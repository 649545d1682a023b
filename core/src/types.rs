//! Request and response DTOs for the Roads API.
//!
//! # Design
//! Request types are plain owned data; the client turns them into query
//! parameters and never mutates them. Response types decode straight from
//! the service JSON. Fields whose absence carries meaning are `Option`s
//! (`SnappedPoint::original_index` is `None` for interpolated points, never
//! a defaulted zero).

use std::fmt;
use std::str::FromStr;

use serde::{Deserialize, Serialize};

use crate::error::RoadsError;

/// A latitude/longitude pair in decimal degrees.
#[derive(Debug, Clone, Copy, PartialEq, Serialize, Deserialize)]
pub struct LatLng {
    #[serde(alias = "latitude")]
    pub lat: f64,
    #[serde(alias = "longitude")]
    pub lng: f64,
}

impl LatLng {
    pub fn new(lat: f64, lng: f64) -> Self {
        Self { lat, lng }
    }
}

/// Canonical `"lat,lng"` form used in query strings.
impl fmt::Display for LatLng {
    fn fmt(&self, f: &mut fmt::Formatter<'_>) -> fmt::Result {
        write!(f, "{},{}", self.lat, self.lng)
    }
}

impl FromStr for LatLng {
    type Err = RoadsError;

    fn from_str(s: &str) -> Result<Self, Self::Err> {
        let invalid = || RoadsError::InvalidLatLng(s.to_string());
        let (lat, lng) = s.split_once(',').ok_or_else(invalid)?;
        if lng.contains(',') {
            return Err(invalid());
        }
        let lat = lat.trim().parse::<f64>().map_err(|_| invalid())?;
        let lng = lng.trim().parse::<f64>().map_err(|_| invalid())?;
        Ok(Self { lat, lng })
    }
}

/// Joins a path into the `|`-separated `path` query value.
pub(crate) fn join_path(path: &[LatLng]) -> String {
    path.iter()
        .map(LatLng::to_string)
        .collect::<Vec<_>>()
        .join("|")
}

/// Unit system for speed limits.
#[derive(Debug, Clone, Copy, PartialEq, Eq, Serialize, Deserialize)]
pub enum SpeedLimitUnit {
    #[serde(rename = "MPH")]
    Mph,
    #[serde(rename = "KPH")]
    Kph,
}

impl SpeedLimitUnit {
    pub fn as_str(self) -> &'static str {
        match self {
            SpeedLimitUnit::Mph => "MPH",
            SpeedLimitUnit::Kph => "KPH",
        }
    }
}

impl fmt::Display for SpeedLimitUnit {
    fn fmt(&self, f: &mut fmt::Formatter<'_>) -> fmt::Result {
        f.write_str(self.as_str())
    }
}

// ---------------------------------------------------------------------------
// Snap to road
// ---------------------------------------------------------------------------

/// Request payload for `/v1/snapToRoads`.
#[derive(Debug, Clone, Default, PartialEq, Serialize, Deserialize)]
pub struct SnapToRoadRequest {
    /// Points to snap, in travel order. Must not be empty.
    pub path: Vec<LatLng>,
    /// Ask the service to add points that follow the road geometry.
    #[serde(default)]
    pub interpolate: bool,
}

impl SnapToRoadRequest {
    pub fn validate(&self) -> Result<(), RoadsError> {
        if self.path.is_empty() {
            return Err(RoadsError::EmptyPath);
        }
        Ok(())
    }
}

/// Snapped points returned by `/v1/snapToRoads`.
#[derive(Debug, Clone, Default, PartialEq, Serialize, Deserialize)]
#[serde(rename_all = "camelCase")]
pub struct SnapToRoadResponse {
    #[serde(default)]
    pub snapped_points: Vec<SnappedPoint>,
    /// Set by the service when the input path looks implausible.
    #[serde(default, skip_serializing_if = "Option::is_none")]
    pub warning_message: Option<String>,
}

/// An input point moved onto the nearest road.
#[derive(Debug, Clone, PartialEq, Serialize, Deserialize)]
#[serde(rename_all = "camelCase")]
pub struct SnappedPoint {
    pub location: LatLng,
    /// Position of the matching point in the request path. `None` on
    /// interpolated points.
    #[serde(default, skip_serializing_if = "Option::is_none")]
    pub original_index: Option<u32>,
    #[serde(default)]
    pub place_id: String,
}

// ---------------------------------------------------------------------------
// Speed limits
// ---------------------------------------------------------------------------

/// Request payload for `/v1/speedLimits`. At least one of `path` and
/// `place_ids` must be non-empty.
#[derive(Debug, Clone, Default, PartialEq, Serialize, Deserialize)]
pub struct SpeedLimitsRequest {
    #[serde(default)]
    pub path: Vec<LatLng>,
    /// Sent as repeated `placeId` parameters, in order, duplicates kept.
    #[serde(default)]
    pub place_ids: Vec<String>,
    /// `None` leaves the choice to the service, which answers in KPH.
    #[serde(default)]
    pub units: Option<SpeedLimitUnit>,
}

impl SpeedLimitsRequest {
    pub fn validate(&self) -> Result<(), RoadsError> {
        if self.path.is_empty() && self.place_ids.is_empty() {
            return Err(RoadsError::MissingPathOrPlaceId);
        }
        Ok(())
    }
}

/// Speed limits and, for path requests, the snapped points they belong to.
#[derive(Debug, Clone, Default, PartialEq, Serialize, Deserialize)]
#[serde(rename_all = "camelCase")]
pub struct SpeedLimitsResponse {
    #[serde(default)]
    pub speed_limits: Vec<SpeedLimit>,
    #[serde(default)]
    pub snapped_points: Vec<SnappedPoint>,
}

/// Posted speed limit of one road segment.
#[derive(Debug, Clone, PartialEq, Serialize, Deserialize)]
#[serde(rename_all = "camelCase")]
pub struct SpeedLimit {
    #[serde(default)]
    pub place_id: String,
    pub speed_limit: f64,
    pub units: SpeedLimitUnit,
}
//! HTTP plumbing shared by both Roads operations.
//!
//! # Design
//! Requests and responses are described as plain data so the client can
//! build and parse them without touching the network. The round-trip itself
//! is delegated to an [`HttpTransport`]; [`UreqTransport`] is the blocking
//! default, and tests swap in stubs that record what was sent.

use std::fmt;
use std::time::Duration;

use url::form_urlencoded;

use crate::error::TransportError;

/// Ordered query parameters that may repeat a key.
///
/// Values of one key keep their insertion order; `encode` sorts keys so the
/// resulting string is stable regardless of the order keys were added in.
#[derive(Debug, Clone, Default, PartialEq, Eq)]
pub struct QueryParams {
    pairs: Vec<(String, String)>,
}

impl QueryParams {
    pub fn new() -> Self {
        Self::default()
    }

    /// Replaces every value of `key` with `value`.
    pub fn set(&mut self, key: &str, value: impl Into<String>) {
        self.pairs.retain(|(k, _)| k != key);
        self.pairs.push((key.to_string(), value.into()));
    }

    /// Appends another value for `key`.
    pub fn add(&mut self, key: &str, value: impl Into<String>) {
        self.pairs.push((key.to_string(), value.into()));
    }

    pub fn get(&self, key: &str) -> Option<&str> {
        self.pairs
            .iter()
            .find(|(k, _)| k == key)
            .map(|(_, v)| v.as_str())
    }

    pub fn get_all(&self, key: &str) -> Vec<&str> {
        self.pairs
            .iter()
            .filter(|(k, _)| k == key)
            .map(|(_, v)| v.as_str())
            .collect()
    }

    pub fn len(&self) -> usize {
        self.pairs.len()
    }

    pub fn is_empty(&self) -> bool {
        self.pairs.is_empty()
    }

    /// URL-encodes the parameters, sorted by key.
    pub fn encode(&self) -> String {
        let mut sorted: Vec<&(String, String)> = self.pairs.iter().collect();
        sorted.sort_by(|a, b| a.0.cmp(&b.0));
        let mut serializer = form_urlencoded::Serializer::new(String::new());
        for (k, v) in sorted {
            serializer.append_pair(k, v);
        }
        serializer.finish()
    }

    /// Parses an encoded query string, keeping pair order.
    pub fn parse(query: &str) -> Self {
        Self {
            pairs: form_urlencoded::parse(query.as_bytes())
                .into_owned()
                .collect(),
        }
    }
}

/// An HTTP GET described as plain data.
///
/// `query` is the final, already signed query string.
#[derive(Debug, Clone, PartialEq, Eq)]
pub struct HttpRequest {
    pub base_url: String,
    pub path: String,
    pub query: String,
    pub headers: Vec<(String, String)>,
}

impl HttpRequest {
    pub fn url(&self) -> String {
        if self.query.is_empty() {
            format!("{}{}", self.base_url, self.path)
        } else {
            format!("{}{}?{}", self.base_url, self.path, self.query)
        }
    }

    /// Decodes `query` back into parameters.
    pub fn query_params(&self) -> QueryParams {
        QueryParams::parse(&self.query)
    }
}

/// An HTTP response described as plain data.
#[derive(Debug, Clone, PartialEq, Eq)]
pub struct HttpResponse {
    pub status: u16,
    pub headers: Vec<(String, String)>,
    pub body: String,
}

impl HttpResponse {
    pub fn is_success(&self) -> bool {
        (200..300).contains(&self.status)
    }
}

/// Executes one blocking HTTP round-trip.
///
/// Implementations return non-2xx responses as data; only failures to
/// complete the exchange are errors.
pub trait HttpTransport: Send + Sync {
    fn execute(&self, request: &HttpRequest) -> Result<HttpResponse, TransportError>;
}

/// Blocking transport backed by `ureq`.
pub struct UreqTransport {
    agent: ureq::Agent,
    user_agent: String,
}

impl fmt::Debug for UreqTransport {
    fn fmt(&self, f: &mut fmt::Formatter<'_>) -> fmt::Result {
        f.debug_struct("UreqTransport")
            .field("agent", &"<ureq::Agent>")
            .field("user_agent", &self.user_agent)
            .finish()
    }
}

impl UreqTransport {
    pub fn new(timeout: Duration, user_agent: impl Into<String>) -> Self {
        let user_agent = user_agent.into();
        let agent = ureq::Agent::config_builder()
            .http_status_as_error(false)
            .timeout_global(Some(timeout))
            .user_agent(user_agent.as_str())
            .build()
            .new_agent();
        Self { agent, user_agent }
    }
}

impl HttpTransport for UreqTransport {
    fn execute(&self, request: &HttpRequest) -> Result<HttpResponse, TransportError> {
        let mut builder = self.agent.get(&request.url());
        for (key, value) in &request.headers {
            builder = builder.header(key.as_str(), value.as_str());
        }
        let mut response = builder.call()?;

        let status = response.status().as_u16();
        let headers = response
            .headers()
            .iter()
            .filter_map(|(name, value)| {
                value
                    .to_str()
                    .ok()
                    .map(|v| (name.as_str().to_string(), v.to_string()))
            })
            .collect();
        let body = response.body_mut().read_to_string()?;

        Ok(HttpResponse {
            status,
            headers,
            body,
        })
    }
}
//! Request building, response parsing and the cancellable operations for the
//! Roads API.
//!
//! # Design
//! Each endpoint is split into a `build_*` method that validates the request,
//! encodes its parameters and has them signed, and a `parse_*` method that
//! turns an `HttpResponse` into typed data. Both are usable on their own when
//! the caller wants to run the HTTP exchange itself. The async operations
//! chain build, transport and parse inside [`run_cancellable`] so the
//! caller's [`CallContext`] can abandon the call at any point.

use std::fmt;
use std::sync::Arc;

use serde::Deserialize;
use url::Url;

use crate::auth::{ApiKeyAuth, AuthQuery};
use crate::cancel::{run_cancellable, CallContext};
use crate::config::ClientConfig;
use crate::error::RoadsError;
use crate::http::{HttpRequest, HttpResponse, HttpTransport, QueryParams, UreqTransport};
use crate::types::{
    join_path, SnapToRoadRequest, SnapToRoadResponse, SpeedLimitsRequest, SpeedLimitsResponse,
};

pub const SNAP_TO_ROADS_PATH: &str = "/v1/snapToRoads";
pub const SPEED_LIMITS_PATH: &str = "/v1/speedLimits";

struct Inner {
    base_url: String,
    transport: Arc<dyn HttpTransport>,
    auth: Arc<dyn AuthQuery>,
}

/// Client for the snap-to-road and speed-limits endpoints.
///
/// Cloning is cheap and clones share the transport and signer. No response
/// data is kept between calls.
#[derive(Clone)]
pub struct RoadsClient {
    inner: Arc<Inner>,
}

impl fmt::Debug for RoadsClient {
    fn fmt(&self, f: &mut fmt::Formatter<'_>) -> fmt::Result {
        f.debug_struct("RoadsClient")
            .field("base_url", &self.inner.base_url)
            .finish_non_exhaustive()
    }
}

impl RoadsClient {
    /// Client using `ureq` for transport and the configured API key for auth.
    pub fn new(config: ClientConfig) -> Self {
        let transport = Arc::new(UreqTransport::new(config.timeout, config.user_agent.clone()));
        Self::with_transport(config, transport)
    }

    pub fn with_transport(config: ClientConfig, transport: Arc<dyn HttpTransport>) -> Self {
        let auth = Arc::new(ApiKeyAuth::new(config.api_key.clone()));
        Self::with_collaborators(config, transport, auth)
    }

    pub fn with_collaborators(
        config: ClientConfig,
        transport: Arc<dyn HttpTransport>,
        auth: Arc<dyn AuthQuery>,
    ) -> Self {
        Self {
            inner: Arc::new(Inner {
                base_url: config.base_url.trim_end_matches('/').to_string(),
                transport,
                auth,
            }),
        }
    }

    pub fn base_url(&self) -> &str {
        &self.inner.base_url
    }

    // -----------------------------------------------------------------------
    // Cancellable operations
    // -----------------------------------------------------------------------

    /// Snaps `request.path` onto roads.
    ///
    /// Fails with [`RoadsError::EmptyPath`] before any network activity when
    /// the path is empty.
    pub async fn snap_to_road(
        &self,
        ctx: &CallContext,
        request: &SnapToRoadRequest,
    ) -> Result<SnapToRoadResponse, RoadsError> {
        request.validate()?;
        let client = self.clone();
        let request = request.clone();
        run_cancellable(ctx, move || {
            let http_request = client.build_snap_to_road(&request)?;
            let response = client.execute(&http_request)?;
            client.parse_snap_to_road(response)
        })
        .await
    }

    /// Fetches speed limits for a path, a set of place IDs, or both.
    ///
    /// Fails with [`RoadsError::MissingPathOrPlaceId`] before any network
    /// activity when both are empty.
    pub async fn speed_limits(
        &self,
        ctx: &CallContext,
        request: &SpeedLimitsRequest,
    ) -> Result<SpeedLimitsResponse, RoadsError> {
        request.validate()?;
        let client = self.clone();
        let request = request.clone();
        run_cancellable(ctx, move || {
            let http_request = client.build_speed_limits(&request)?;
            let response = client.execute(&http_request)?;
            client.parse_speed_limits(response)
        })
        .await
    }

    // -----------------------------------------------------------------------
    // Build / parse
    // -----------------------------------------------------------------------

    pub fn build_snap_to_road(&self, request: &SnapToRoadRequest) -> Result<HttpRequest, RoadsError> {
        request.validate()?;
        let mut query = QueryParams::new();
        query.set("path", join_path(&request.path));
        if request.interpolate {
            query.set("interpolate", "true");
        }
        self.signed_get(SNAP_TO_ROADS_PATH, query)
    }

    pub fn build_speed_limits(&self, request: &SpeedLimitsRequest) -> Result<HttpRequest, RoadsError> {
        request.validate()?;
        let mut query = QueryParams::new();
        if !request.path.is_empty() {
            query.set("path", join_path(&request.path));
        }
        for id in &request.place_ids {
            query.add("placeId", id.as_str());
        }
        if let Some(units) = request.units {
            query.set("units", units.as_str());
        }
        self.signed_get(SPEED_LIMITS_PATH, query)
    }

    pub fn parse_snap_to_road(&self, response: HttpResponse) -> Result<SnapToRoadResponse, RoadsError> {
        check_status(&response)?;
        Ok(serde_json::from_str(&response.body)?)
    }

    pub fn parse_speed_limits(&self, response: HttpResponse) -> Result<SpeedLimitsResponse, RoadsError> {
        check_status(&response)?;
        Ok(serde_json::from_str(&response.body)?)
    }

    /// Signs against the path of the URL actually requested, so a base URL
    /// with a path prefix is part of what the signer sees.
    fn signed_get(&self, path: &str, query: QueryParams) -> Result<HttpRequest, RoadsError> {
        let url = Url::parse(&format!("{}{}", self.inner.base_url, path))?;
        let query = self.inner.auth.generate_auth_query(url.path(), query, false)?;
        Ok(HttpRequest {
            base_url: self.inner.base_url.clone(),
            path: path.to_string(),
            query,
            headers: Vec::new(),
        })
    }

    fn execute(&self, request: &HttpRequest) -> Result<HttpResponse, RoadsError> {
        log::debug!("{}", dispatch_summary(request));
        self.inner
            .transport
            .execute(request)
            .map_err(RoadsError::Transport)
    }
}

/// One-line description of an outgoing request for the dispatch log.
fn dispatch_summary(request: &HttpRequest) -> String {
    format!(
        "GET {}{} ({} query params)",
        request.base_url,
        request.path,
        request.query_params().len()
    )
}

#[derive(Deserialize)]
struct ErrorEnvelope {
    error: ErrorBody,
}

#[derive(Deserialize)]
struct ErrorBody {
    #[serde(default)]
    message: String,
}

/// Map non-2xx responses to `Api` when the body is the service's error
/// envelope, `Http` otherwise.
fn check_status(response: &HttpResponse) -> Result<(), RoadsError> {
    if response.is_success() {
        return Ok(());
    }
    match serde_json::from_str::<ErrorEnvelope>(&response.body) {
        Ok(envelope) => Err(RoadsError::Api {
            status: response.status,
            message: envelope.error.message,
        }),
        Err(_) => Err(RoadsError::Http {
            status: response.status,
            body: response.body.clone(),
        }),
    }
}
++++++
TO DO: When a line in the data contains the string "serializer", copy that line.

SOLUTION TO THIS TASK:
        let mut serializer = form_urlencoded::Serializer::new(String::new());
            serializer.append_pair(k, v);
        serializer.finish()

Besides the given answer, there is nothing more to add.